Monday, May 08, 2006

Do Androids Dream... Chapter 4

Star Trek: The Next Generation fic
Season 5
Rating: PG
Disclaimer: These characters don't belong to me.

“It’s like the damned thing was never there at all.”

Data glanced up at Geordi’s annoyed statement. He and Geordi were in Engineering, studying the information on the anomaly, which was maddeningly sparse. Maddening for Geordi, at any rate. Data rather enjoyed mysteries, inasmuch as he could enjoy anything, and had spent numerous hours on the holodeck solving Sherlock Holmes mysteries. He could only hope this mystery could be as readily solved.

“Actually,” he said, “Commander Maddox’s readings indicate there are significant quantum variations. The anomaly has a distinct energy signature, and there is a clear residue of its signature left in the area.”

“But it’s not there now,” Geordi complained. “It’s not on any star charts. No one’s ever reported seeing it before.”

“This is not a frequently traveled space lane.”

“Still, someone must have seen the damned thing before.” Geordi sighed. “Unless it only shows up once a millennium. In which case I guess we can forget about seeing Day again.”

Data frowned. “It is intriguing that both Enterprises were in this area. Perhaps that is a necessary function of parallel universes, yet so much is different about our realities that they surely diverge occasionally. Tell me, why was your ship traveling here, so far away from Federation space?”

“We’re transporting a Klingon delegation to a peace conference.”

Data nodded. “On Darbeii. Is that correct?”

Geordi turned and looked at him with mild surprise. “I guess your ship was on the way there too, huh?”

Too late, Data realized he’d revealed information from his dream. “No,” he said. “We were on the way to an archaeological survey on Kron III.”

“Then how’d you know about Darbeii?”

For a brief moment, Data considered disclosing the truth. I have been dreaming about your reality for the past two days. Even to him, it sounded odd. More than odd. Suspicious. How could a stranger have knowledge of events he’d never witnessed? Would anyone here even believe that an android could dream?

And if Captain Picard found him suspicious, he would likely wind up in the brig. Worse yet, he might be turned over to the Federation as a possible spy.
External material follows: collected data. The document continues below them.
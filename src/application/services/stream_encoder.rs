use futures::stream::Stream;

use crate::application::ports::{AdapterError, SegmentStream};
use crate::domain::{Segment, StreamEvent};

#[derive(Debug, Clone, Copy, PartialEq, Eq)]
pub enum EncoderState {
    Idle,
    Streaming,
    Done,
    Aborted,
}

#[derive(Debug, thiserror::Error)]
#[error("stream encoder cannot handle '{event}' in state {state:?}")]
pub struct InvalidTransition {
    pub state: EncoderState,
    pub event: &'static str,
}

/// `Idle -> Streaming -> Done`, or `Streaming -> Aborted` on failure. Emits
/// one delta per segment and a single done event carrying the trimmed
/// accumulated text.
#[derive(Debug)]
pub struct StreamEncoder {
    state: EncoderState,
    language: String,
    duration: f64,
    full_text: String,
}

impl Default for StreamEncoder {
    fn default() -> Self {
        Self::new()
    }
}

impl StreamEncoder {
    pub fn new() -> Self {
        Self {
            state: EncoderState::Idle,
            language: String::new(),
            duration: 0.0,
            full_text: String::new(),
        }
    }

    pub fn state(&self) -> EncoderState {
        self.state
    }

    pub fn begin(&mut self, language: &str, duration: f64) -> Result<(), InvalidTransition> {
        self.expect(EncoderState::Idle, "begin")?;
        self.language = language.to_string();
        self.duration = duration;
        self.state = EncoderState::Streaming;
        Ok(())
    }

    pub fn segment(&mut self, segment: &Segment) -> Result<StreamEvent, InvalidTransition> {
        self.expect(EncoderState::Streaming, "segment")?;
        self.full_text.push_str(&segment.text);
        Ok(StreamEvent::TextDelta {
            delta: segment.text.clone(),
        })
    }

    pub fn finish(&mut self) -> Result<StreamEvent, InvalidTransition> {
        self.expect(EncoderState::Streaming, "finish")?;
        self.state = EncoderState::Done;
        Ok(StreamEvent::TextDone {
            text: self.full_text.trim().to_string(),
            language: self.language.clone(),
            duration: self.duration,
        })
    }

    /// Terminal states are left untouched.
    pub fn abort(&mut self) {
        if matches!(self.state, EncoderState::Idle | EncoderState::Streaming) {
            self.state = EncoderState::Aborted;
        }
    }

    fn expect(&self, state: EncoderState, event: &'static str) -> Result<(), InvalidTransition> {
        if self.state == state {
            Ok(())
        } else {
            Err(InvalidTransition {
                state: self.state,
                event,
            })
        }
    }
}

/// Consumes an adapter's segment channel and yields wire events. A segment
/// error ends the stream with that error and no done event.
pub fn encode_stream(
    stream: SegmentStream,
) -> impl Stream<Item = Result<StreamEvent, AdapterError>> + Send + 'static {
    let SegmentStream {
        language,
        duration,
        mut segments,
    } = stream;

    async_stream::stream! {
        let mut encoder = StreamEncoder::new();
        let mut failure = encoder
            .begin(&language, duration)
            .err()
            .map(|e| AdapterError::EngineRuntime(e.to_string()));

        if failure.is_none() {
            while let Some(item) = segments.recv().await {
                match item.and_then(|segment| {
                    encoder
                        .segment(&segment)
                        .map_err(|e| AdapterError::EngineRuntime(e.to_string()))
                }) {
                    Ok(event) => yield Ok(event),
                    Err(e) => {
                        failure = Some(e);
                        break;
                    }
                }
            }
        }

        match failure {
            Some(e) => {
                encoder.abort();
                tracing::error!(error = %e, "Transcription stream aborted");
                yield Err(e);
            }
            None => match encoder.finish() {
                Ok(done) => yield Ok(done),
                Err(e) => yield Err(AdapterError::EngineRuntime(e.to_string())),
            },
        }
    }
}
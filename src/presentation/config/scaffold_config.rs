/// Scaffold mode serves canned transcripts from an in-process runtime so the
/// gateway runs without inference workers.
#[derive(Debug, Clone, Default)]
pub struct ScaffoldConfig {
    pub enabled: bool,
}

impl ScaffoldConfig {
    pub fn from_env() -> Self {
        Self {
            enabled: std::env::var("SCAFFOLD_MODE")
                .map(|v| v.to_lowercase() == "true" || v == "1")
                .unwrap_or(false),
        }
    }
}
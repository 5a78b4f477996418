//! Helpers for multi-line text, used by the text-grid constructor and
//! by tests that embed shape literals.
//!
//! All helpers treat `\r\n`, `\r`, and `\n` as the same line break.

/// Split `text` into lines on any line-ending style.
///
/// Unlike [`str::lines`], a lone `\r` also terminates a line, so text
/// copied from any platform parses the same way.
pub fn lines_any(text: &str) -> Vec<&str> {
    let mut lines = Vec::new();
    let mut start = 0;
    let mut chars = text.char_indices().peekable();

    while let Some((i, c)) = chars.next() {
        match c {
            '\r' => {
                lines.push(&text[start..i]);
                start = i + 1;
                if let Some(&(j, '\n')) = chars.peek() {
                    chars.next();
                    start = j + 1;
                }
            }
            '\n' => {
                lines.push(&text[start..i]);
                start = i + 1;
            }
            _ => {}
        }
    }

    lines.push(&text[start..]);
    lines
}

/// Rewrite every line ending in `text` to `\n`.
pub fn normalize_newlines(text: &str) -> String {
    lines_any(text).join("\n")
}

/// Strip the common leading indentation from every line of `text`.
///
/// The trim width is the smallest column of a non-whitespace character
/// over all lines that have one; blank lines do not contribute. With
/// `trim_empty_lines`, leading and trailing line breaks of the result
/// are removed as well. Lines are re-joined with `\n`.
pub fn trim_common_indentation(text: &str, trim_empty_lines: bool) -> String {
    let lines = lines_any(text);

    let trim_width = lines
        .iter()
        .filter_map(|line| line.find(|c: char| !c.is_whitespace()))
        .min()
        .unwrap_or(0);

    let trimmed: Vec<&str> = lines
        .iter()
        .map(|line| &line[trim_width.min(line.len())..])
        .collect();

    let result = trimmed.join("\n");

    if trim_empty_lines {
        result.trim_matches(|c| c == '\n' || c == '\r').to_string()
    } else {
        result
    }
}
use std::{collections::BTreeMap, time::Instant};

use openominoes::{free_polyominoes, D4Subgroup};

use crate::{unknown_bar_with_pos, EnumerateOpts};

pub fn enumerate(opts: &EnumerateOpts) {
    let n = opts.n;

    let start = Instant::now();

    let bar = unknown_bar_with_pos();
    bar.set_message(format!("Finding unique polyominoes of N = {n}..."));

    let mut census: BTreeMap<D4Subgroup, usize> = BTreeMap::new();
    let mut count = 0usize;

    for polyomino in free_polyominoes(n) {
        count += 1;
        bar.inc(1);

        if opts.census {
            *census.entry(polyomino.symmetry()).or_default() += 1;
        }

        if opts.show {
            bar.suspend(|| println!("{polyomino}\n"));
        }
    }

    let duration = start.elapsed();
    bar.finish_and_clear();

    if opts.census {
        println!("Symmetry census for N = {n}:");
        for (class, tally) in &census {
            println!("  {class}: {tally}");
        }
    }

    println!("Unique polyominoes found for N = {n}: {count}.");
    println!("Duration: {} ms", duration.as_millis());
}
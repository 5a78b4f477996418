//! This module implements an iterator that provides all N + 1 growths
//! of a polyomino of N.

use super::Polyomino;
use crate::grid_vec::GridVec;

impl Polyomino {
    /// All shapes obtainable by adding one cell to `self`.
    ///
    /// Walks every cell and every free orthogonal neighbor of it. A
    /// coordinate reachable from more than one cell is yielded once per
    /// approach; deduplication is the consumer's concern (the generator
    /// keeps a seen-set anyway, to fold D4-equivalent growths).
    pub fn expansions(&self) -> impl Iterator<Item = Polyomino> + '_ {
        self.cells
            .iter()
            .flat_map(|cell| cell.neighbors())
            .filter(|&neighbor| !self.contains(neighbor))
            .map(|neighbor| self.grown(neighbor))
    }

    /// Grow at a cell that is orthogonally adjacent to the shape.
    /// Adjacency makes the result connected by construction, so the
    /// traversal check of [`Polyomino::grow`] is skipped.
    fn grown(&self, cell: GridVec) -> Polyomino {
        Self::from_connected_cells(self.cells().chain(core::iter::once(cell)).collect())
    }
}
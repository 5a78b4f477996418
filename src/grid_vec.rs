//! Integer grid coordinates.

use core::fmt;
use core::ops::{Add, Div, Mul, Sub};

/// A 2D integer grid coordinate.
///
/// `GridVec` is an immutable value type; every operation returns a new
/// vector. The derived ordering compares `x` first and `y` second, which
/// is the ordering used for the canonical sorted cell lists in
/// [`Polyomino`](crate::Polyomino).
#[derive(Clone, Copy, Debug, PartialEq, Eq, Hash, PartialOrd, Ord)]
pub struct GridVec {
    pub x: i32,
    pub y: i32,
}

impl GridVec {
    pub const ZERO: GridVec = GridVec::new(0, 0);
    pub const ONE: GridVec = GridVec::new(1, 1);
    pub const RIGHT: GridVec = GridVec::new(1, 0);
    pub const UP: GridVec = GridVec::new(0, 1);
    pub const LEFT: GridVec = GridVec::new(-1, 0);
    pub const DOWN: GridVec = GridVec::new(0, -1);

    pub const fn new(x: i32, y: i32) -> Self {
        Self { x, y }
    }

    pub fn dot(self, other: GridVec) -> i32 {
        self.x * other.x + self.y * other.y
    }

    pub fn manhattan_distance(self, other: GridVec) -> i32 {
        (self.x - other.x).abs() + (self.y - other.y).abs()
    }

    pub fn squared_magnitude(self) -> i32 {
        self.dot(self)
    }

    pub fn magnitude(self) -> f64 {
        f64::from(self.squared_magnitude()).sqrt()
    }

    /// The four orthogonally adjacent coordinates, in the order
    /// +x, +y, -x, -y.
    pub fn neighbors(self) -> [GridVec; 4] {
        [
            self + Self::RIGHT,
            self + Self::UP,
            self + Self::LEFT,
            self + Self::DOWN,
        ]
    }
}

impl Add for GridVec {
    type Output = GridVec;

    fn add(self, rhs: GridVec) -> GridVec {
        GridVec::new(self.x + rhs.x, self.y + rhs.y)
    }
}

impl Sub for GridVec {
    type Output = GridVec;

    fn sub(self, rhs: GridVec) -> GridVec {
        GridVec::new(self.x - rhs.x, self.y - rhs.y)
    }
}

impl Mul for GridVec {
    type Output = GridVec;

    fn mul(self, rhs: GridVec) -> GridVec {
        GridVec::new(self.x * rhs.x, self.y * rhs.y)
    }
}

/// Component-wise division. Truncating; panics on a zero component,
/// the same as any other integer division.
impl Div for GridVec {
    type Output = GridVec;

    fn div(self, rhs: GridVec) -> GridVec {
        GridVec::new(self.x / rhs.x, self.y / rhs.y)
    }
}

impl Mul<i32> for GridVec {
    type Output = GridVec;

    fn mul(self, scalar: i32) -> GridVec {
        GridVec::new(self.x * scalar, self.y * scalar)
    }
}

impl Mul<GridVec> for i32 {
    type Output = GridVec;

    fn mul(self, vector: GridVec) -> GridVec {
        vector * self
    }
}

impl Div<i32> for GridVec {
    type Output = GridVec;

    fn div(self, scalar: i32) -> GridVec {
        GridVec::new(self.x / scalar, self.y / scalar)
    }
}

/// Divides the scalar by each component.
impl Div<GridVec> for i32 {
    type Output = GridVec;

    fn div(self, vector: GridVec) -> GridVec {
        GridVec::new(self / vector.x, self / vector.y)
    }
}

impl fmt::Display for GridVec {
    fn fmt(&self, f: &mut fmt::Formatter<'_>) -> fmt::Result {
        write!(f, "({}, {})", self.x, self.y)
    }
}
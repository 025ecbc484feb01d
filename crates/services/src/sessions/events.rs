use tokio::sync::mpsc;

use quiz_core::model::{AttemptSummary, QuestionId};

/// Asynchronous notifications pushed to the presentation layer.
///
/// Everything the UI can poll lives in `AttemptView`; events cover what
/// happens between polls: deadline expiry, fire-and-forget submission
/// failures, and completion resolution.
#[derive(Debug, Clone, PartialEq, Eq)]
pub enum AttemptEvent {
    /// The deadline elapsed; an automatic submission is about to run.
    TimeExpired,

    /// A fire-and-forget answer submission was rejected by the backend.
    /// Navigation and the countdown are unaffected.
    AnswerRejected { question_id: QuestionId },

    /// The session reached its terminal state.
    Completed { summary: AttemptSummary },

    /// A completion request failed. `incomplete` marks the backend's
    /// unanswered-questions rejection, which the UI reports differently
    /// from a transient failure.
    CompletionFailed { incomplete: bool },
}

pub type EventSender = mpsc::UnboundedSender<AttemptEvent>;
pub type EventReceiver = mpsc::UnboundedReceiver<AttemptEvent>;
In this universe, he had no legal rights. He would probably be disassembled out of sheer scientific curiosity.

Data had no desire to be disassembled.

“Lieutenant Yar mentioned it,” he said, lying as blithely as he could manage. He was not a particularly good liar, but Geordi fortunately did not have a suspicious nature.

“I bet she was complaining about the Klingons,” he said with a wry smile. “They’ve caused nothing but trouble for the past week. They’ve been driving her crazy.”

“Klingon delegations have wreaked havoc on my Enterprise in the past.”

“Havoc is putting it mildly, believe me. They drink barrels of replicated blood wine and get loud and rowdy and impossible to handle. Guinan had to pull a phaser on them the other day. She said it was because they were getting out of hand, but I think it was because they complained her gagh wasn’t fresh.”

“Guinan does not tolerate insults about the food she serves,” Data agreed. He bent over the console again. “Here is an interesting reference to a spatial phenomenon. The primitive inhabitants of Taret, a planet three-point-four lightyears from here, worship a god they call F’ar’al’ad, which means, roughly translated, light in the sky.”

“You’re kidding, right?”

Data lifted his head and gazed at Geordi, puzzled. “I do not know how to kid, Geordi.”

Geordi’s mouth twitched in what looked like involuntary amusement. “I mean, who cares what some primitive culture believes?”

“It could be relevant,” Data said evenly. “The inhabitants of Bajor worship the Prophets who reside in the Temple—alien beings who live in a wormhole. Simply because a society does not have space travel does not mean they cannot see the sky, Geordi.”

“I guess you could be right.”

Additional information flashed by on the screen, and Data shook his head. “Unfortunately, the description of the Taret god appears to describe a supernova they witnessed some eight hundred years ago.”

“Damn. Well, keep looking.”

Information continued to stream across Data’s terminal. Out of the corner of his eye, he saw Geordi staring at the screen, flashing information far too rapidly for any organic mind to comprehend.

“I guess being an android does have its advantages, huh?”

Data did not look up from the screen. “If you are referring to my ability to absorb information, I suppose you are correct. However, I would be willing to sacrifice that ability in order to truly experience emotion.”

“How touching.”

At the new voice, Data turned and saw Bruce Maddox approaching. His face wore an unpleasant sneer of contempt that matched his tone of voice precisely. Maddox came to a stop and looked down on Data. He was quite tall, and Data suspected he intended to use his height to intimidate. Unfortunately, it was impossible to intimidate an android.

“So you’d be willing to give up everything to be a human,” Maddox said.

“Not everything, no.”

“But you’d be willing to give up what makes you you, wouldn’t you? The ability to process information quickly, the ability to think like a machine? You’d give that up?”

Data contemplated the question seriously. “Yes. Those abilities do not seem to me to be as important as the ability to feel emotion.”

“Your priorities are out of whack,” Maddox said. “I’d give anything to be able to think as fast as you do.”

Perhaps that explained Maddox’s relentless desire to understand Soong-type androids in his own universe, Data thought. Perhaps Maddox had intentions of eventually transferring his own sentience into an android. If so, he would not be the first to imagine such a thing. Much could be gained in such a transfer—strength, intelligence, and perhaps immortality.

Data, however, was in a unique position to understand how much might be lost as well.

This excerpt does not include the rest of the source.